* [EXCERPTED DATA]:
※
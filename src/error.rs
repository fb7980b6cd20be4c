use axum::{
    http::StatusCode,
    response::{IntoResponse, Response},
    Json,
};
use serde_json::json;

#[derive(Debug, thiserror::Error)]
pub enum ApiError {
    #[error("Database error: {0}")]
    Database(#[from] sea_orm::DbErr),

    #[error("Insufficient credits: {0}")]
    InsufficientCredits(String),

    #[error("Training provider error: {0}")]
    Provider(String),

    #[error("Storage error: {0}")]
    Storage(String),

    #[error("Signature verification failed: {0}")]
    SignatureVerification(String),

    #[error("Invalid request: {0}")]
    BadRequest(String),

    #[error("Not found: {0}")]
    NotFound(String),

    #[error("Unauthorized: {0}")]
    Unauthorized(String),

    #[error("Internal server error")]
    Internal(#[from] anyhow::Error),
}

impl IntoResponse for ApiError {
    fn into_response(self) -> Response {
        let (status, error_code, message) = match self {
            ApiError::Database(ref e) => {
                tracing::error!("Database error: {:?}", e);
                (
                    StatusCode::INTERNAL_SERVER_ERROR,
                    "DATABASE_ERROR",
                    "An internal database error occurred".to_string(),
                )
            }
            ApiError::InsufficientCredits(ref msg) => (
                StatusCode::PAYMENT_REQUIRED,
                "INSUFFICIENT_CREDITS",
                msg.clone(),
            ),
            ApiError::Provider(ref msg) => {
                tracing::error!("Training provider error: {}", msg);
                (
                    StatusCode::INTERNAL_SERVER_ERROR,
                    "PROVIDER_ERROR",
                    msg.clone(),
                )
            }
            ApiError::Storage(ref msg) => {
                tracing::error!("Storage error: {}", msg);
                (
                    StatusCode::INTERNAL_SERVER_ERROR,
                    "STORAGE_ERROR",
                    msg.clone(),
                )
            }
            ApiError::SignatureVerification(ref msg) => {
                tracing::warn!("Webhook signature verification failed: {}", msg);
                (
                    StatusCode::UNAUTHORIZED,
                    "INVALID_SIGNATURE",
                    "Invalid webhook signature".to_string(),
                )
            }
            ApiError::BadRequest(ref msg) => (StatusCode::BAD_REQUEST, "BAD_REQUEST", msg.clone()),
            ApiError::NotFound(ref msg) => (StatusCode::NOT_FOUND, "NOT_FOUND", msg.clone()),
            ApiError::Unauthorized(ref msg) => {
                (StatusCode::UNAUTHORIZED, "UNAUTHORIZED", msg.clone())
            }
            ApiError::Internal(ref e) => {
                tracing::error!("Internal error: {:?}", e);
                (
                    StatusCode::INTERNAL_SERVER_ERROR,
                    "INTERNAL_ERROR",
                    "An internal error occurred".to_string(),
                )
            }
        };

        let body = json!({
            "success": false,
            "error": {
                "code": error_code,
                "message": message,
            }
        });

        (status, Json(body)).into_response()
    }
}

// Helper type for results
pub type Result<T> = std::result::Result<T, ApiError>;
※
* [GOAL OF THE EXERCISE]: Check the listing above for lines containing the string "occurred", and copy each one.

* [SOLUTION TO THIS TASK]:
                    "An internal database error occurred".to_string(),
                    "An internal error occurred".to_string(),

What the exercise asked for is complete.